Alternatively, the message server 628 and message client 632 can
use an existing text message framework, such as short message
service (SMS) and multimedia messaging service (MMS). In this way,
existing mobile devices 620 can utilize speech recognition by only
adding the signaling client 622.
[0068] The infrastructure may also be adaptable to utilize ASR
capable terminals as part of the infrastructure 600. For example,
if a mobile device such as device 606 is already performing some or
all ASR processing on one end of a phone conversation, the ASR
signaling can make the text available to both parties via existing
or specialized messaging frameworks. Therefore, if the user of
mobile device 620 wants speech recognition processing of a
conversation with mobile device 606, then the infrastructure can
take advantage of the ASR processing occurring on device 606, even
if the user of device 606 is not interested in the text of this
particular conversation.
[0069] One advantage to having at least part of the ASR
functionality existing in the infrastructure 600 is that voice
servers can be upgraded and new voice recognition servers can be
added with minimal impact to mobile device users. Also note that
the delivery of text (e.g., via messaging components 628, 632 or
directly as shown for text 609) can occur during the call (e.g.,
using an available data channel, thus making it a "rich" call)
and/or after the call is over (e.g., post-conversation message
delivery), depending on available channels, user preferences, phone
capabilities, etc.
[0070] The communication devices that are able to take advantage of
ASR features may include any communication apparatus known in the
art, including mobile phones, digital landline phones (e.g., SIP
phones), computers, etc. In particular, ASR features may be
particularly useful in mobile devices. In FIG. 7, a mobile
computing arrangement 700 is illustrated that is capable of ASR
functions according to embodiments of the present invention. Those
skilled in the art will appreciate that the exemplary mobile
computing arrangement 700 is merely representative of general
functions that may be associated with such mobile devices, and also
that landline computing systems similarly include computing
circuitry to perform such operations.
[0071] The illustrated mobile computing arrangement 700 may be
suitable for processing data connections via one or more network
data paths. The mobile computing arrangement 700 includes a
processing/control unit 702, such as a microprocessor, reduced
instruction set computer (RISC), or other central processing
module. The processing unit 702 need not be a single device, and
may include one or more processors. For example, the processing
unit may include a master processor and associated slave processors
coupled to communicate with the master processor.
[0072] The processing unit 702 controls the basic functions of the
arrangement 700. Those functions associated may be included as
instructions stored in a program storage/memory 704. In one
embodiment of the invention, the program modules associated with
the storage/memory 704 are stored in non-volatile
electrically-erasable, programmable read-only memory (EEPROM),
flash read-only memory (ROM), hard-drive, etc. so that the
information is not lost upon power down of the mobile terminal.
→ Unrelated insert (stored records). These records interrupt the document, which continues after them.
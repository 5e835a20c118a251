//! Platforms define how a program image appears on the CPU's address bus.
//!
//! Only the Super Famicom is supported, in its LoROM and HiROM variants.

pub mod sfc;

pub use sfc::{AddressTranslator, MappingMode, Vector, VectorTable, MAX_ROM_SIZE};
//! CLI command: scan

use crate::cli::common::{analyze, invalid_input, open_rom, read_image};
use clap::ArgMatches;
use sfcscan::analysis::{self, Analysis, Cancellation, EntryPoint};
use sfcscan::arch::w65c816::OpcodeTable;
use sfcscan::input;
use sfcscan::memory::RomImage;
use sfcscan::platform::VectorTable;
use sfcscan::project::{Program, Project};
use std::io;

/// Analyze every seed as its own region and merge the results.
fn scan_parallel(
    prog: &Program,
    rom: &RomImage<'_>,
    extra: Vec<EntryPoint>,
) -> io::Result<Analysis> {
    let vectors = if prog.use_vectors() {
        VectorTable::read(rom)
    } else {
        VectorTable::default()
    };

    let mut seeds: Vec<EntryPoint> = vectors
        .handlers()
        .map(|(vector, handler)| EntryPoint::new(handler).named(vector.name()))
        .collect();

    seeds.extend(prog.iter_entries().map(|e| e.to_entry_point()));
    seeds.extend(extra);

    let regions: Vec<Vec<EntryPoint>> = seeds.into_iter().map(|e| vec![e]).collect();

    analysis::analyze_regions(rom, OpcodeTable::shared(), &regions, &Cancellation::new())
        .map(|analysis| analysis.with_leading_anomalies(vectors.anomalies()))
        .map_err(|e| io::Error::new(io::ErrorKind::Interrupted, e.to_string()))
}

fn print_report(rom: &RomImage<'_>, analysis: &Analysis) {
    for sub in analysis.subroutines() {
        println!(
            "{}-{} ({}): {} bytes, {} instructions, {} entries, {} exits, {} calls",
            sub.start(),
            sub.end(),
            sub.label(),
            sub.len_bytes(),
            sub.instructions().len(),
            sub.entries().len(),
            sub.exits().len(),
            sub.calls().len()
        );
    }

    for anomaly in analysis.anomalies() {
        println!("warning: {}", anomaly);
    }

    let unclassified: usize = analysis.unclassified().iter().map(|r| r.len()).sum();

    println!(
        "{} subroutines, {} cross-references, {} of {} bytes unclassified in {} ranges",
        analysis.subroutines().len(),
        analysis.xrefs().len(),
        unclassified,
        rom.len(),
        analysis.unclassified().len()
    );
}

pub fn scan<'a>(project: &Project, prog: &Program, argv: &ArgMatches<'a>) -> io::Result<()> {
    let data = read_image(project, prog)?;
    let rom = open_rom(prog, &data)?;

    let extra = argv
        .values_of("start_pc")
        .into_iter()
        .flatten()
        .map(|spec| {
            input::parse_cpu_address(spec)
                .map(EntryPoint::new)
                .map_err(invalid_input)
        })
        .collect::<io::Result<Vec<_>>>()?;

    eprintln!("Starting scan of {} byte {} image", rom.len(), rom.mode());

    let analysis = if argv.is_present("parallel") {
        scan_parallel(prog, &rom, extra)?
    } else {
        analyze(prog, &rom, extra)?
    };

    if argv.is_present("json") {
        serde_json::to_writer_pretty(io::stdout(), &analysis)?;
        println!();
    } else {
        print_report(&rom, &analysis);
    }

    Ok(())
}
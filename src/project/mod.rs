//! Project file structures

mod program;
mod repr;

pub use program::{EntrySpec, Program};
pub use repr::Project;
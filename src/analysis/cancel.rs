//! Cooperative cancellation

use std::sync::atomic::{AtomicBool, Ordering};
use std::sync::Arc;

/// A shared flag a driver can raise to stop analysis early.
///
/// Analyzers poll it between work items, so a cancelled run stops within one
/// straight-line trace of the request.
#[derive(Clone, Debug, Default)]
pub struct Cancellation(Arc<AtomicBool>);

impl Cancellation {
    pub fn new() -> Self {
        Self::default()
    }

    pub fn cancel(&self) {
        self.0.store(true, Ordering::Relaxed);
    }

    pub fn is_cancelled(&self) -> bool {
        self.0.load(Ordering::Relaxed)
    }
}
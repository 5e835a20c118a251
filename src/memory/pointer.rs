//! 24-bit banked CPU addresses

use crate::input::{parse_cpu_address, InputError};
use std::fmt;
use std::str::FromStr;

/// A 65C816 memory address, split into its bank and in-bank halves.
///
/// Ordering follows the flat 24-bit value, so a `BTreeMap` keyed by
/// `CpuAddress` iterates the address space in the same order the bus does.
#[derive(Copy, Clone, Debug, PartialEq, Eq, PartialOrd, Ord, Hash, Default)]
pub struct CpuAddress {
    bank: u8,
    addr: u16,
}

impl CpuAddress {
    pub const fn new(bank: u8, addr: u16) -> Self {
        CpuAddress { bank, addr }
    }

    /// Construct an address from a flat 24-bit value. Bits above 23 are
    /// discarded.
    pub const fn from_u24(flat: u32) -> Self {
        CpuAddress {
            bank: ((flat >> 16) & 0xFF) as u8,
            addr: (flat & 0xFFFF) as u16,
        }
    }

    pub const fn to_u24(self) -> u32 {
        ((self.bank as u32) << 16) | self.addr as u32
    }

    pub const fn bank(self) -> u8 {
        self.bank
    }

    pub const fn addr(self) -> u16 {
        self.addr
    }

    /// The same in-bank address in another bank.
    pub const fn with_addr(self, addr: u16) -> Self {
        CpuAddress {
            bank: self.bank,
            addr,
        }
    }

    /// Advance within the current bank.
    ///
    /// The program counter of the 65C816 never carries into the program bank,
    /// so neither does this.
    pub fn wrapping_add(self, offset: u16) -> Self {
        self.with_addr(self.addr.wrapping_add(offset))
    }

    /// Displace within the current bank by a signed amount.
    pub fn wrapping_offset(self, displacement: i32) -> Self {
        self.with_addr((self.addr as i32).wrapping_add(displacement) as u16)
    }
}

impl fmt::Display for CpuAddress {
    fn fmt(&self, f: &mut fmt::Formatter<'_>) -> fmt::Result {
        write!(f, "${:02X}:{:04X}", self.bank, self.addr)
    }
}

impl fmt::UpperHex for CpuAddress {
    fn fmt(&self, f: &mut fmt::Formatter<'_>) -> fmt::Result {
        write!(f, "{:06X}", self.to_u24())
    }
}

impl FromStr for CpuAddress {
    type Err = InputError;

    fn from_str(s: &str) -> Result<Self, Self::Err> {
        parse_cpu_address(s)
    }
}

impl From<CpuAddress> for u32 {
    fn from(addr: CpuAddress) -> u32 {
        addr.to_u24()
    }
}

derive_serialize_from_display!(CpuAddress);
derive_deserialize_from_str!(CpuAddress, "valid 65C816 address");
The
relevant software for carrying out conventional mobile terminal
operations and operations in accordance with the present invention
may also be transmitted to the mobile computing arrangement 700 via
data signals, such as being downloaded electronically via one or
more networks, such as the Internet and an intermediate wireless
network(s).
[0073] The program storage/memory 704 may also include operating
systems for carrying out functions and applications associated with
functions on the mobile computing arrangement 700. The program
storage 704 may include one or more of read-only memory (ROM),
flash ROM, programmable and/or erasable ROM, random access memory
(RAM), subscriber interface module (SIM), wireless interface module
(WIM), smart card, hard drive, or other removable memory
device.
[0074] The mobile computing arrangement 700 includes hardware and
software components coupled to the processing/control unit 702 for
externally exchanging voice and data with other computing entities.
In particular, the illustrated mobile computing arrangement 700
includes a network interface 706 suitable for performing wireless
data exchanges. The network interface 706 may include a digital
signal processor (DSP) employed to perform a variety of functions,
including analog-to-digital (A/D) conversion, digital-to-analog
(D/A) conversion, speech coding/decoding, encryption/decryption,
error detection and correction, bit stream translation, filtering,
etc. The network interface 706 may also include transceiver,
generally coupled to an antenna 708 that transmits the outgoing
radio signals 710 and receives the incoming radio signals 712
associated with the wireless device 700.
[0075] The mobile computing arrangement 700 may also include an
alternate network/data interface 714 coupled to the
processing/control unit 702. The alternate interface 714 may
include the ability to communicate on proximity networks via wired
and/or wireless data transmission mediums. The alternate interface
714 may include the ability to communicate using Bluetooth, 802.11
Wi-Fi, Ethernet, IRDA, USB, Firewire, RFID, and related networking
and data transfer technologies.
[0076] The mobile computing arrangement 700 is designed for user
interaction, and as such typically includes user-interface 716
elements coupled to the processing/control unit 702. The
user-interface 716 may include, for example, a display such as a
liquid crystal display, a keypad, speaker, microphone, etc. These
and other user-interface components are coupled to the processor
702 as is known in the art. Other user-interface mechanisms may be
employed, such as voice commands, switches, touch pad/screen,
graphical user interface using a pointing device, trackball,
joystick, or any other user interface mechanism.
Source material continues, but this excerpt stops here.